Militantes ligados ao Hamas capturaram Schalit dentro de Israel, em 2006. Desde então, ele é mantido na Faixa de Gaza, território palestino controlado pela organização militante islâmica. As negociações pela troca de Schalit por centenas de prisioneiros palestinos estão estagnadas. Entre esses presos estão vários condenados por ataques contra civis israelenses que resultaram em mortes. O Hamas liberou um vídeo de Schalit em outubro de 2009, para provar que o soldado estava vivo. Atualmente, não se sabe qual o estado dele.

 

O comunicado do Human Rights Watch também aponta violações de Israel dos direitos dos palestinos, incluindo limitações ao direito de visitas para alguns prisioneiros palestinos em prisões israelenses.
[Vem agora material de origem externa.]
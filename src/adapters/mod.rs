//! Adapters - Implementations of port interfaces.
//!
//! Adapters connect the domain to external systems:
//! - `events` - In-memory event bus
//! - `http` - axum REST API
//! - `memory` - In-memory repositories
//! - `postgres` - PostgreSQL repositories
//! - `territory` - Territory scoring providers (HTTP, mock)

pub mod events;
pub mod http;
pub mod memory;
pub mod postgres;
pub mod territory;

pub use events::InMemoryEventBus;
pub use memory::{
    InMemoryAssessmentRepository, InMemoryMetricSetRepository, InMemoryTerritoryAnalysisRepository,
};
pub use postgres::{
    PostgresAssessmentRepository, PostgresMetricSetRepository, PostgresTerritoryAnalysisRepository,
};
pub use territory::{HttpScoringConfig, HttpTerritoryScoringProvider, MockTerritoryScoringProvider};
//! ListMetricSetsHandler - Query handler for a user's metric sets.

use std::sync::Arc;

use crate::domain::assessment::{AssessmentError, MetricSet};
use crate::domain::foundation::UserId;
use crate::ports::MetricSetRepository;

/// Query to list the caller's metric sets, ordered by name.
#[derive(Debug, Clone)]
pub struct ListMetricSetsQuery {
    pub user_id: UserId,
}

pub struct ListMetricSetsHandler {
    repository: Arc<dyn MetricSetRepository>,
}

impl ListMetricSetsHandler {
    pub fn new(repository: Arc<dyn MetricSetRepository>) -> Self {
        Self { repository }
    }

    pub async fn handle(
        &self,
        query: ListMetricSetsQuery,
    ) -> Result<Vec<MetricSet>, AssessmentError> {
        Ok(self.repository.find_by_owner(&query.user_id).await?)
    }
}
Segundo o grupo, porém, esses erros "não justificam violações do outro lado".

 

Nesta sexta-feira, o presidente francês, Nicolas Sarkozy, divulgou uma carta endereçada aos pais do soldado desaparecido (Schalit também tem cidadania francesa). No texto, ele condena o sequestro e pede que sejam liberadas visitas do Comitê Internacional da Cruz Vermelha ao soldado. Os pais de Schalit fazem um esforço para pressionar pela troca do militar por prisioneiros palestinos.